I like your point "Plant your own garden…even a small one".
It is very easy to go to the supermarket and buy your vegetables or meats, most of it will became rubbish as is to much to be consumed fresh.
Having your own garden and/or your own animals you know what they eat and you know what you eat and then you will realize how important is to sacrifice a life for food.
Im 15 years old and i already can see how bad a system we have for getting our food. I think the main problem is that most people just dont want to know where food comes from anymore due to the stories that circulate about how dangerously close we are to destroying ourselves over getting it faster and more cheaply. Its pretty scary where most of our food comes from but its better to spread awareness now than have it eventually leak out. Its not that hard to do the healthy thing. Studys show its actually cheaper to eat right than to eat junk food going by weight and when i say eat right i dont mean all vegies. Its ok to have meat we just need to get it from the right places. I enjoy sites like this and think its a great idea to share what we know about where our food comes from.
yeah thats true,but you need to remember that its natural and if we dident kill animals the world would be too over populated so in the long run were actually helping the world instead of killing it.

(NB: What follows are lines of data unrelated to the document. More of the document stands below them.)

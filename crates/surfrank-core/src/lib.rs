//! Surfrank Core Library
//!
//! PageRank for a directed hyperlink graph under the random-surfer model.
//!
//! # Features
//! - Corpus graph built from a directory of HTML pages
//! - Damped transition model with uniform jumps from dangling pages
//! - Markov chain sampling estimator with reproducible seeding
//! - Iterative fixed-point solver with convergence control
//! - Side-by-side report reconciling both estimates

pub mod config;
pub mod error;
pub mod graph;
pub mod rank;

pub use config::{Config, CrawlConfig, RankConfig};
pub use error::{Error, Result, SurfRankError};
pub use graph::{crawl, extract_links, CorpusGraph};
pub use rank::{
    iterate_ranks, rank_corpus, sample_ranks, sample_ranks_with_rng, transition_model,
    IterativeSolver, ProbabilityDistribution, RankReport, RankResult, RankRow, RunStats,
    SamplingEstimator,
};

/// Probability that the surfer follows a link
pub const DEFAULT_DAMPING: f64 = 0.85;

/// Markov chain steps drawn by the sampling estimator
pub const DEFAULT_SAMPLES: usize = 10_000;

/// Largest per-page change accepted as converged
pub const DEFAULT_EPSILON: f64 = 0.001;

/// Default config directory name
pub const CONFIG_DIR_NAME: &str = "surfrank";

Hi abbie. Yes, true if it was just 1 man finding food for himself. What we do in the USA food system is very far from natural anymore. I am all for the cycle of life, but not inhumane treatment. I am not against eating meat or animals. I am more against horrible conditions in which we do this for $$$.
Great post! So many of us our culturally conditioned to NOT think about where our food comes from. These documentries (like Forks over Knives) are opening a lot of people’s eyes to what we’re really eating and the consequences of it all.
Thanks Casie! I totally agree and have been purposely opening my eyes more and want to learn about this thing we each do all the time – put random things in our bodies! I LOVED Forks Over Knives.